Маша договорила и захлопнула крышечку своего телефона.
– Ну, Владислав Федорович, что это вы загнули!
– А это не я всегда хочу войны, не мира. Мне просто надоело это фарисейство! Чуть что – я здесь самый главный враг. Я не врач, моя аппаратура никому не нужна, а как приперло, так подать сюда Тяпкина-Ляпкина?
– Слова-то какие знает, – усмехнулся Барашков. – Неужели хоть что-то читал?
– Не ссорьтесь, пожалуйста, мы все здесь нужны друг другу! – Машаустало смотрела то на одного, то на другого. «Что значит – мужчины! Все время им нужно бороться за первенство. Как петухи».
– Не знаю, кто здесь кому нужен, – холодно произнес Дорн, – но сейчас я должен у вас, Марья Филипповна, выяснить, куда мне завтра класть вновь поступающего больного, которому предназначалась палата, в которой сегодня лежит ваша драгоценная Валентина Николаевна. Этот больной, – тут Владик сделал выразительную паузу, – собирается платить за лечение. И мне сейчас будет звонить его секретарь. Что я должен ему ответить?
– Мы переведем Валентину Николаевну в соседнюю палату, – Мышка умоляющими глазами посмотрела на Барашкова. – Она лишь ненамного меньше. Ведь Валентина Николаевна не будет проводить в палате заседания какого-нибудь совета! А я пойду сейчас к главному врачу и попрошу его, чтобы он забирал своего родственника, который уже и так на халяву пролежал у нас десять суток. И вообще, он уже должен ехать к себе на Украину и там веселить народ, а не острить у нас в отделении. Потом, у нас есть коммерсант, чье состояние тоже не так уж плохо. И в конце концов, в запасе еще две небольшие палаты.
– Похожие на чуланы, – подхватил Дорн. – Человека такого ранга положить в запасную палату – все равно, что плюнуть ему в лицо. Он больше никогда к нам не обратится! Что же касается юмориста, пусть хохмит тут хоть с утра до вечера. Лишь бы деньги платил.
– У нас все-таки больница, а не Театр эстрады, – значительным голосом произнес Барашков. – И больные должны стоять к нам в очередь за лечением, а не за комфортом. А своего нового больного клади на свободное место.

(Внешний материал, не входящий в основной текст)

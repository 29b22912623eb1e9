//! The shared trust anchor and the constants that depend on it.
//!
//! Every installation of a build carries the same secret. It keys the license
//! file and salts the integrity hash of issued codes, so the generator and the
//! application must agree on it. Override it per build with the
//! `PDV_LICENSE_SECRET` environment variable at compile time.
//!
//! The salt and iteration count are frozen: changing either makes every
//! license file written by an earlier build undecryptable.

use pdv_crypto::{derive_key, CryptoResult, DerivedKey, KdfParams, Salt, DEFAULT_ITERATIONS};
use sha2::{Digest, Sha256};
use std::borrow::Cow;
use std::fmt;

const DEFAULT_SECRET: &str = "PuntoDeVenta_SecretKey_2024_Permanent";

/// Salt for deriving the license file key.
pub const KDF_SALT: Salt = Salt::from_bytes(*b"pdv.license.salt");

/// PBKDF2 iterations for deriving the license file key.
pub const KDF_ITERATIONS: u32 = DEFAULT_ITERATIONS;

/// The pre-shared secret compiled into the application.
#[derive(Clone, PartialEq, Eq)]
pub struct SecretKey(Cow<'static, [u8]>);

impl SecretKey {
    /// Returns the secret baked into this build.
    #[must_use]
    pub fn embedded() -> Self {
        let secret = option_env!("PDV_LICENSE_SECRET").unwrap_or(DEFAULT_SECRET);
        Self(Cow::Borrowed(secret.as_bytes()))
    }

    /// Wraps an explicit secret.
    #[must_use]
    pub fn new(secret: impl Into<Vec<u8>>) -> Self {
        Self(Cow::Owned(secret.into()))
    }

    /// Returns the raw secret bytes.
    #[must_use]
    pub fn as_bytes(&self) -> &[u8] {
        &self.0
    }

    /// Derives the license file key (PBKDF2-HMAC-SHA256, fixed salt and cost).
    pub fn derive(&self) -> CryptoResult<DerivedKey> {
        derive_key(
            self.as_bytes(),
            &KDF_SALT,
            &KdfParams {
                iterations: KDF_ITERATIONS,
            },
        )
    }

    /// Computes `hex(SHA256(code ":" secret))` for a canonical license code.
    #[must_use]
    pub fn integrity_hash(&self, code: &str) -> String {
        let mut hasher = Sha256::new();
        hasher.update(code.as_bytes());
        hasher.update(b":");
        hasher.update(self.as_bytes());
        hex::encode(hasher.finalize())
    }
}

impl Default for SecretKey {
    fn default() -> Self {
        Self::embedded()
    }
}

impl fmt::Debug for SecretKey {
    fn fmt(&self, f: &mut fmt::Formatter<'_>) -> fmt::Result {
        f.debug_tuple("SecretKey").field(&"[REDACTED]").finish()
    }
}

И если он не оценит твое лечение – пусть отправляется куда хочет! Значит, ты так лечил и дело совсем не в месте. Но если кто тронет Валентину Николаевну хоть пальцем, будет иметь дело лично со мной! В маленькой палате после операции нам всем с ней будет неудобно. Там одной аппаратуры должно черт знает сколько поместиться. Кстати, горло у тебя не болит? Учти, я ведь, если что – справку от нашего психиатра возьму. И никакая Марья Филипповна тебя не спасет.
«Причем тут горло и психиатр?» – поморщилась Маша. Но насчет аппаратуры Барашков был прав. Не закатить все нужные приборы в маленькую палату.
Барашков вышел. Маша посмотрела на Дорна, а тот – на закрывающуюся за Барашковым дверь.
– Ну и долго ты будешь терпеть этого идиота? – Дорн плюхнулся в то же кресло, где до него сидел Аркадий. Он был ужасно зол. «Ну ничего не могут решить самостоятельно эти бабы». Записка, полученная от Райки, с его адресом и телефоном Аллы, так и стояла у него в глазах. Он злился на женщин вообще и на каждую конкретно – на Мышку, Райку, собственную мать, всю жизнь безвольно терпевшую его отца, и даже на жену Аллу, хотя она-то уж совершенно ни в чем перед ним была не виновата. И даже больную, глухо бившуюся головой об стену во второй палате, он тоже отнес к тем, на кого был ужасно зол.
«И один бог знает, что мне с ними со всеми делать!» – подумал Дорн. Для начала он встал, постоял немного как бы раздумывая, раскачиваясь с носка на пятку в своих прекрасных бежевых мокасинах и вдруг быстро подошел к Маше и, пока она не опомнилась, стал жарко ее целовать.